(211e) Continuous Condensed Phase Conversion of Ethanol to Higher Alcohols over Bimetallic Catalysts | AIChE

(211e) Continuous Condensed Phase Conversion of Ethanol to Higher Alcohols over Bimetallic Catalysts


Nezam, I. - Presenter, Michigan State University
Miller, D. J., Michigan State University
The production of bio-derived fuels and additives is one of the major avenues for reducing consumption of fossil fuels. Ethanol plays a central role in the bio-fuel arena as a gasoline substitute and oxygenate additive. It can also be used in the production of n-butanol, which has advantages over ethanol in terms of its applications in fuels. Such benefits include higher miscibility with gasoline, more resistance to water contamination, and chemical properties such as energy density, stoichiometric air-fuel ratio, heat of vaporization, research octane number, and motor octane number that are closer to gasoline [1][2]. The general pathway for the production of bio-butanol from bio-ethanol is known as the Guerbet reaction. There have been several studies in recent years for conducting Guerbet reaction using numerous catalysts and reaction conditions [3]. Most of these experiments were done in batch systems or gas phase continuous packed bed reactors. In this study, the previous results obtained from our research group in a batch reactor [4][5] have been extended to a condensed-phase continuous reactor using similar catalysts (8% Ni/γ-Al2O3 modified with La2O3) and varying reaction parameters such as temperature, WHSV, and feed composition. Also, the catalyst has been modified using bi-metallic (Ni-Cu, Ni-Pt, Ni-Pd, and Ni-Co), and tri-metallic catalysts. Results show that adding Cu to Ni catalyst improves reaction selectivity to higher alcohols because of reduced byproduct gas formation. i. However, a decreases in catalyst activity is observed because Cu has a lower activity for alcohol dehydrogenation that is the initial step in the Guerbet reaction. Ethanol conversion of 40% and higher alcohol selectivity of 80% were observed at optimal condition for the Ni-Cu bimetallic catalysts.
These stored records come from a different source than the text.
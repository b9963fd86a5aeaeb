use crate::{state::JointState, types::Float};

/// Frames reserved up front; longer runs grow the buffer as they go.
const MAX_RESERVED_FRAMES: usize = 1 << 16;

/// Joint states recorded at each integration step.
///
/// Frame `i` is the state at time `i * dt`, recorded before step `i` is
/// applied. The state after the last step is kept separately in
/// [`Trajectory::final_state`] and is not a frame.
#[derive(Debug, Clone, PartialEq)]
pub struct Trajectory {
    dt: Float,
    frames: Vec<JointState>,
    final_state: JointState,
}

impl Trajectory {
    pub(crate) fn with_capacity(dt: Float, initial: JointState, capacity: usize) -> Self {
        Trajectory {
            dt,
            frames: Vec::with_capacity(capacity.min(MAX_RESERVED_FRAMES)),
            final_state: initial,
        }
    }

    pub(crate) fn push(&mut self, state: JointState) {
        self.frames.push(state);
    }

    pub(crate) fn finish(&mut self, final_state: JointState) {
        self.final_state = final_state;
    }

    pub fn frame_count(&self) -> usize {
        self.frames.len()
    }

    pub fn frame_at(&self, index: usize) -> Option<&JointState> {
        self.frames.get(index)
    }

    pub fn time_at(&self, index: usize) -> Float {
        index as Float * self.dt
    }

    pub fn dt(&self) -> Float {
        self.dt
    }

    /// Duration covered by the recorded frames plus the final step
    pub fn duration(&self) -> Float {
        self.time_at(self.frame_count())
    }

    pub fn final_state(&self) -> &JointState {
        &self.final_state
    }

    pub fn iter(&self) -> std::slice::Iter<'_, JointState> {
        self.frames.iter()
    }

    pub fn is_empty(&self) -> bool {
        self.frames.is_empty()
    }

    /// Joint angle series (q1, q2) for plotting.
    pub fn angle_series(&self) -> (Vec<Float>, Vec<Float>) {
        self.frames.iter().map(|s| s.angles()).unzip()
    }
}

impl<'a> IntoIterator for &'a Trajectory {
    type Item = &'a JointState;
    type IntoIter = std::slice::Iter<'a, JointState>;

    fn into_iter(self) -> Self::IntoIter {
        self.frames.iter()
    }
}
//! Error types for simulation setup and dynamics evaluation.

use thiserror::Error;

use crate::types::Float;

/// Errors that can occur when setting up or running a simulation.
#[derive(Debug, Clone, PartialEq, Error)]
pub enum SimulationError {
    /// Final time or step size is unusable (non-positive, non-finite, or
    /// step larger than the horizon).
    #[error("invalid simulation config: final_time = {final_time}, dt = {dt} ({reason})")]
    InvalidConfig {
        /// Requested total duration.
        final_time: Float,
        /// Requested step size.
        dt: Float,
        /// What check failed.
        reason: &'static str,
    },

    /// A physical parameter is outside its valid range.
    #[error("invalid physical parameter {name} = {value}: {reason}")]
    InvalidParameters {
        /// Parameter name, e.g. `link1.mass`.
        name: &'static str,
        /// Offending value.
        value: Float,
        /// What check failed.
        reason: &'static str,
    },

    /// The inertia matrix could not be inverted.
    #[error("singular inertia matrix: {matrix:?}")]
    SingularMatrix {
        /// Row-major entries of the offending matrix.
        matrix: [[Float; 2]; 2],
    },
}

impl SimulationError {
    /// Creates an invalid config error.
    #[must_use]
    pub const fn invalid_config(final_time: Float, dt: Float, reason: &'static str) -> Self {
        Self::InvalidConfig {
            final_time,
            dt,
            reason,
        }
    }

    /// Creates an invalid parameter error.
    #[must_use]
    pub const fn invalid_parameter(name: &'static str, value: Float, reason: &'static str) -> Self {
        Self::InvalidParameters {
            name,
            value,
            reason,
        }
    }
}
[1] R. L. Wingad, P. J. Gates, S. T. G. Street, and D. F. Wass, “Catalytic Conversion of Ethanol to n-Butanol Using Ruthenium P-N Ligand Complexes,” ACS Catal., vol. 5, no. 10, pp. 5822–5826, 2015.

[2] H. S. Ghaziaskar and C. (Charles) Xu, “One-step continuous process for the production of 1-butanol and 1-hexanol by catalytic conversion of bio-ethanol at its sub-/supercritical state,” RSC Adv., vol. 3, no. 13, pp. 4271–4280, 2013.

[3] D. Gabriëls, W. Y. Hernández, B. Sels, P. Van Der Voort, and A. Verberckmoes, “Review of catalytic systems and thermodynamics for the Guerbet condensation reaction and challenges for biomass valorization,” Catal. Sci. Technol., vol. 5, pp. 3876–3902, 2015.

[4] T. L. Jordison, L. Peereboom, and D. J. Miller, “Impact of Water on Condensed Phase Ethanol Guerbet Reactions,” Ind. Eng. Chem. Res., vol. 55, no. 23, pp. 6579–6585, 2016.

[5] T. L. Jordison, C. T. Lira, and D. J. Miller, “Condensed-Phase Ethanol Conversion to Higher Alcohols,” Ind. Eng. Chem. Res., vol. 54, no. 44, pp. 10991–11000, 2015.